Como um governo iniciado com uma eleição histórica de 2012 contra vinte anos de hegemonia tucana termina lutando pela defesa de seu legado diante da sensação paralisante da crise?
A realidade específica de Jundiaí não evitou que o final de 2016 confirme localmente o conceito de “pós verdade” apontado em diversos países como um marco deste ano.
Ou seja, o fenômeno estimulado pelas redes sociais onde os números e fatos muitas vezes importam menos que as versões emocionais predominantes.
As eleições teriam acabado em 30 de outubro, mas em novembro a máquina administrativa municipal praticamente parou.
Uma dispensa em massa de colaboradores temporários e uma paralisação de projetos em andamento formaram um cenário para as suspeitas de crise financeira, personificada pelo estado de alerta que alcançou boa parte dos hospitais públicos da região ou do estado também no Hospital de Caridade São Vicente de Paulo – com efeitos na percepção do tempo de espera de consultas e exames no restante da rede de saúde.
Diante dos novos danos políticos explorados pelo governo eleito, o prefeito Pedro Bigardi voltou à mídia para defender seu legado.
Não que o prefeito eleito Luiz Fernando Machado vá navegar em um mar azul, como mostram as reações populares ao seu anúncio da transição de que dificilmente a tarifa de ônibus possa ser mantida a R$ 3,80 no dinheiro e a R$ 3 no bilhete único, este um preço subsidiado há quatro anos.
A questão agora é de significados na crise.
A disputa entre ambos visa o futuro político, antevendo as dificuldades de 2017 e quem será mais responsabilizado por elas em um paralelo (nas devidas proporções) com o caso nacional onde o presidente temporário Michel Temer continua sem nenhum respaldo social mesmo passados sete meses do afastamento de Dilma Rousseff, que era apontada como o centro da crise.
Como disse Sérgio Rodrigues na quinta-feira, 15, em crônica publicada pelo jornal Folha de São Paulo, a palavra do ano no Brasil não é mais a “pós-verdade” mas sim a falência generalizada. Anotaram a placa?
Os problemas concretos usados nesse último confronto político do ano possuem componentes variados.

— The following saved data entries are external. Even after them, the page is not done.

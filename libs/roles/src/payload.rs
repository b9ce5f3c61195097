use std::{borrow::Cow, fmt};

use crate::{ParticipantId, Value};

/// Tag identifying which kind of round a payload belongs to.
#[derive(Clone, PartialEq, Eq, PartialOrd, Ord, Hash, serde::Serialize, serde::Deserialize)]
#[serde(transparent)]
pub struct TransactionType(Cow<'static, str>);

impl TransactionType {
    /// Creates a transaction type from a static tag.
    pub const fn new(tag: &'static str) -> Self {
        Self(Cow::Borrowed(tag))
    }

    /// The tag.
    pub fn as_str(&self) -> &str {
        &self.0
    }
}

impl fmt::Debug for TransactionType {
    fn fmt(&self, f: &mut fmt::Formatter<'_>) -> fmt::Result {
        f.write_str(&self.0)
    }
}

impl fmt::Display for TransactionType {
    fn fmt(&self, f: &mut fmt::Formatter<'_>) -> fmt::Result {
        f.write_str(&self.0)
    }
}

/// A single participant's contribution to a round.
#[derive(Debug, Clone, PartialEq, Eq, PartialOrd, Ord, Hash, serde::Serialize, serde::Deserialize)]
pub struct Payload {
    /// Participant which sent the payload.
    pub sender: ParticipantId,
    /// Kind of round this payload is meant for.
    pub tx_type: TransactionType,
    /// Round-specific content.
    pub value: Value,
}

impl Payload {
    /// Creates a new payload.
    pub fn new(sender: ParticipantId, tx_type: TransactionType, value: impl Into<Value>) -> Self {
        Self {
            sender,
            tx_type,
            value: value.into(),
        }
    }
}
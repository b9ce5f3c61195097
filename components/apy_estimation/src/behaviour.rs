//! Payloads of an honest participant.
use abci_engine::{PeriodState, ScalarKey};
use abci_roles::{ParticipantId, Payload, Value};

use crate::{
    keys::{self, tx_type},
    Round,
};

/// Participant expected to be elected keeper in `round`.
/// A retry (`SelectKeeperB*`) moves on to the next participant.
pub fn keeper(round: Round, state: &PeriodState) -> Option<&ParticipantId> {
    let n = state.participants().len();
    if n == 0 {
        return None;
    }
    let offset = match round {
        Round::SelectKeeperBStartup | Round::SelectKeeperB => 1,
        _ => 0,
    };
    let period = usize::try_from(state.period_count()).ok()?;
    state
        .participants()
        .iter()
        .nth(period.wrapping_add(offset) % n)
}

fn is_keeper(state: &PeriodState, sender: &ParticipantId) -> bool {
    state
        .scalar(keys::MOST_VOTED_KEEPER_ADDRESS)
        .and_then(Value::as_text)
        .is_some_and(|k| k == sender.as_str())
}

fn text(state: &PeriodState, key: ScalarKey) -> Option<String> {
    state.scalar(key).and_then(Value::as_text).map(str::to_owned)
}

/// Observation of `sender` in the current period.
fn observation(state: &PeriodState, sender: &ParticipantId) -> Value {
    let index = state
        .participants()
        .iter()
        .position(|p| p == sender)
        .unwrap_or_default();
    let period = i64::try_from(state.period_count()).unwrap_or(i64::MAX);
    let index = i64::try_from(index).unwrap_or(i64::MAX);
    Value::List(vec![Value::Int(period), Value::Int(index)])
}

/// Median of the transformation.
fn estimate(state: &PeriodState) -> Option<Value> {
    let samples = state.scalar(keys::TRANSFORMATION)?.as_list()?;
    samples.get(samples.len() / 2).cloned()
}

/// Payload an honest `sender` submits to the active `round`, given the period state
/// the round was activated with. `None` if the sender has nothing to contribute.
///
/// Every honest participant derives the same payload for the same-value rounds,
/// so that a consensus of honest participants always agrees.
pub fn honest_payload(
    round: Round,
    state: &PeriodState,
    sender: &ParticipantId,
) -> Option<Payload> {
    use Round as R;
    let (tx, value): (_, Value) = match round {
        R::Registration => (tx_type::REGISTRATION, Value::Null),
        R::RandomnessStartup | R::Randomness => (
            tx_type::RANDOMNESS,
            format!("randomness_{}", state.period_count()).into(),
        ),
        R::SelectKeeperAStartup | R::SelectKeeperBStartup | R::SelectKeeperA | R::SelectKeeperB => {
            (tx_type::SELECT_KEEPER, keeper(round, state)?.as_str().into())
        }
        R::DeploySafe | R::DeployOracle | R::Finalization if !is_keeper(state, sender) => {
            return None
        }
        R::DeploySafe => (
            tx_type::DEPLOY_SAFE,
            format!("0xsafe_{}", state.period_count()).into(),
        ),
        R::DeployOracle => (
            tx_type::DEPLOY_ORACLE,
            format!("0xoracle_{}", state.period_count()).into(),
        ),
        R::Finalization => (
            tx_type::FINALIZATION,
            format!("0xfinal_{}", text(state, keys::MOST_VOTED_TX_HASH)?).into(),
        ),
        R::ValidateSafe | R::ValidateOracle | R::ValidateTransaction => {
            (tx_type::VALIDATE, true.into())
        }
        R::CollectObservation => (tx_type::OBSERVATION, observation(state, sender)),
        R::Transform => (
            tx_type::TRANSFORMATION,
            state.scalar(keys::TRANSFORMATION)?.clone(),
        ),
        R::EstimateConsensus => (tx_type::ESTIMATE, estimate(state)?),
        R::TxHash => (
            tx_type::TX_HASH,
            format!("0xtx_{}", state.period_count()).into(),
        ),
        R::CollectSignature => (
            tx_type::SIGNATURE,
            format!("sig_{sender}_{}", text(state, keys::MOST_VOTED_TX_HASH)?).into(),
        ),
        R::Reset | R::ResetAndPause => {
            let tx = if round == R::Reset {
                tx_type::RESET
            } else {
                tx_type::RESET_AND_PAUSE
            };
            let next = i64::try_from(state.period_count()).ok()?.checked_add(1)?;
            (tx, next.into())
        }
    };
    Some(Payload::new(sender.clone(), tx, value))
}
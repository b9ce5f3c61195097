use std::{sync::Arc, time::Instant};

use abci_engine::{
    attribute,
    testonly::{
        initial_state, reset_spec, transition_function, vote_spec, TestEvent,
        TestRound, OBSERVATION, ROUND_TIMEOUT,
    },
    AbciApp, Aggregate, Outcome, PeriodState, Quorum, RoundSpec, Threshold,
};

use crate::Driver;

mod driver;

/// Declares `Done`, but concludes with `NoMajority`, which the `Collect` row doesn't handle.
#[derive(Debug)]
struct Lying;

impl Aggregate<TestEvent> for Lying {
    fn events(&self) -> Vec<TestEvent> {
        vec![TestEvent::Done]
    }

    fn aggregate(&self, state: &PeriodState, _: Outcome<'_>) -> (PeriodState, TestEvent) {
        (state.clone(), TestEvent::NoMajority)
    }
}

fn lying_driver(n: usize, now: Instant) -> Driver<TestRound, TestEvent> {
    let collect = RoundSpec {
        round_id: "collect",
        allowed_tx_type: OBSERVATION,
        payload_attribute: attribute::any,
        quorum: Quorum::CollectDifferentUntilThreshold(Threshold::Consensus),
        aggregate: Arc::new(Lying),
    };
    let app = AbciApp::new(
        TestRound::Collect,
        [
            (TestRound::Collect, collect),
            (TestRound::Vote, vote_spec(Threshold::Consensus)),
            (TestRound::Reset, reset_spec()),
        ],
        transition_function(),
        [(TestEvent::RoundTimeout, ROUND_TIMEOUT)].into(),
    )
    .unwrap();
    Driver::new(app.into(), initial_state(n), now).unwrap()
}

Ao lado do peso de encerrar o mandato sem colocar em funcionamento nenhum dos quatro mini-hospitais (UPAs) com obras iniciadas, ficaram para o futuro a conclusão de obras como a reforma do Centro das Artes ou o início de obras dos ônibus de trânsito rápido (BRT), além da construção efetiva do Parque Tecnológico ou da entrega da ligação direta entre as avenidas Samuel Martins e 14 de Dezembro.

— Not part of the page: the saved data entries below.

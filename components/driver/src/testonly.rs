//! Test-only utilities.
use std::{io::IsTerminal as _, time::Instant};

use abci_engine::testonly::{initial_state, test_app, TestEvent, TestRound};

use crate::Driver;

/// Installs a tracing subscriber writing to the test output.
/// When executed by nextest in process-per-test mode, also turns panics into aborts,
/// so that a panic on a spawned task fails the test instead of being swallowed.
pub fn abort_on_panic() {
    let _ = tracing_subscriber::fmt()
        .with_env_filter(tracing_subscriber::EnvFilter::from_default_env())
        .with_test_writer()
        .with_ansi(std::env::var("NO_COLOR").is_err() && std::io::stdout().is_terminal())
        .with_line_number(true)
        .try_init();

    // https://nexte.st/book/env-vars.html#environment-variables-nextest-sets
    let Ok(nextest) = std::env::var("NEXTEST") else {
        return;
    };
    let Ok(mode) = std::env::var("NEXTEST_EXECUTION_MODE") else {
        return;
    };
    if nextest != "1" || mode != "process-per-test" {
        return;
    }
    tracing::info!("[panic=abort] enabled");
    let orig_hook = std::panic::take_hook();
    std::panic::set_hook(Box::new(move |panic_info| {
        orig_hook(panic_info);
        std::process::abort();
    }));
}

/// Driver of the engine's test application with `n` participants.
pub fn test_driver(n: usize, now: Instant) -> Driver<TestRound, TestEvent> {
    Driver::new(test_app().into(), initial_state(n), now).unwrap()
}
use std::{cmp::Ordering, collections::BTreeMap, hash};

/// A floating point number with a total order.
///
/// Comparison follows IEEE 754 `totalOrder`, so that every replica agrees
/// on equality and ordering of values (including NaNs and signed zeros).
#[derive(Debug, Clone, Copy, serde::Serialize, serde::Deserialize)]
#[serde(transparent)]
pub struct Float(pub f64);

impl PartialEq for Float {
    fn eq(&self, other: &Self) -> bool {
        self.cmp(other) == Ordering::Equal
    }
}

impl Eq for Float {}

impl PartialOrd for Float {
    fn partial_cmp(&self, other: &Self) -> Option<Ordering> {
        Some(self.cmp(other))
    }
}

impl Ord for Float {
    fn cmp(&self, other: &Self) -> Ordering {
        self.0.total_cmp(&other.0)
    }
}

impl hash::Hash for Float {
    fn hash<H: hash::Hasher>(&self, state: &mut H) {
        self.0.to_bits().hash(state);
    }
}

/// Dynamically typed value carried by payloads and stored in the period state.
#[derive(Debug, Clone, PartialEq, Eq, PartialOrd, Ord, Hash, serde::Serialize, serde::Deserialize)]
#[serde(untagged)]
pub enum Value {
    /// Absence of a value.
    Null,
    /// Boolean.
    Bool(bool),
    /// Signed integer.
    Int(i64),
    /// Floating point number.
    Float(Float),
    /// UTF-8 text.
    Text(String),
    /// Ordered list of values.
    List(Vec<Value>),
    /// Named fields.
    Record(BTreeMap<String, Value>),
}

impl Value {
    /// Whether the value is `Null`.
    pub fn is_null(&self) -> bool {
        matches!(self, Self::Null)
    }

    /// Returns the boolean, if this is a `Bool`.
    pub fn as_bool(&self) -> Option<bool> {
        match self {
            Self::Bool(b) => Some(*b),
            _ => None,
        }
    }

    /// Returns the integer, if this is an `Int`.
    pub fn as_int(&self) -> Option<i64> {
        match self {
            Self::Int(i) => Some(*i),
            _ => None,
        }
    }

    /// Returns the number as `f64`, if this is a `Float` or an `Int`.
    pub fn as_f64(&self) -> Option<f64> {
        match self {
            Self::Float(f) => Some(f.0),
            #[allow(clippy::cast_precision_loss)]
            Self::Int(i) => Some(*i as f64),
            _ => None,
        }
    }

    /// Returns the text, if this is a `Text`.
    pub fn as_text(&self) -> Option<&str> {
        match self {
            Self::Text(s) => Some(s),
            _ => None,
        }
    }

    /// Returns the elements, if this is a `List`.
    pub fn as_list(&self) -> Option<&[Value]> {
        match self {
            Self::List(l) => Some(l),
            _ => None,
        }
    }

    /// Returns the fields, if this is a `Record`.
    pub fn as_record(&self) -> Option<&BTreeMap<String, Value>> {
        match self {
            Self::Record(r) => Some(r),
            _ => None,
        }
    }
}

impl From<bool> for Value {
    fn from(b: bool) -> Self {
        Self::Bool(b)
    }
}

impl From<i64> for Value {
    fn from(i: i64) -> Self {
        Self::Int(i)
    }
}

impl From<f64> for Value {
    fn from(f: f64) -> Self {
        Self::Float(Float(f))
    }
}

impl From<&str> for Value {
    fn from(s: &str) -> Self {
        Self::Text(s.to_owned())
    }
}

impl From<String> for Value {
    fn from(s: String) -> Self {
        Self::Text(s)
    }
}

impl From<Vec<Value>> for Value {
    fn from(l: Vec<Value>) -> Self {
        Self::List(l)
    }
}

impl<T: Into<Value>> From<Option<T>> for Value {
    fn from(v: Option<T>) -> Self {
        v.map_or(Self::Null, Into::into)
    }
}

Sem contar ações menores como a construção de ciclovias, com projetos elaborados mas não implementados, ou os danos ao legado de valorização dos artistas locais causado pelo atraso de pagamento de aulas contratadas.
Acima da disputa, Jundiaí não deixou de ter avanços nesse período.
Alguns dados recentes são o reconhecimento estadual pelos cuidados ambientais vindo pelo terceiro lugar entre 645 municípios paulistas pelo Programa Município Verde e Azul, o reconhecimento federal pelos cuidados educacionais com a elevação da rede escolar do município no IDEB.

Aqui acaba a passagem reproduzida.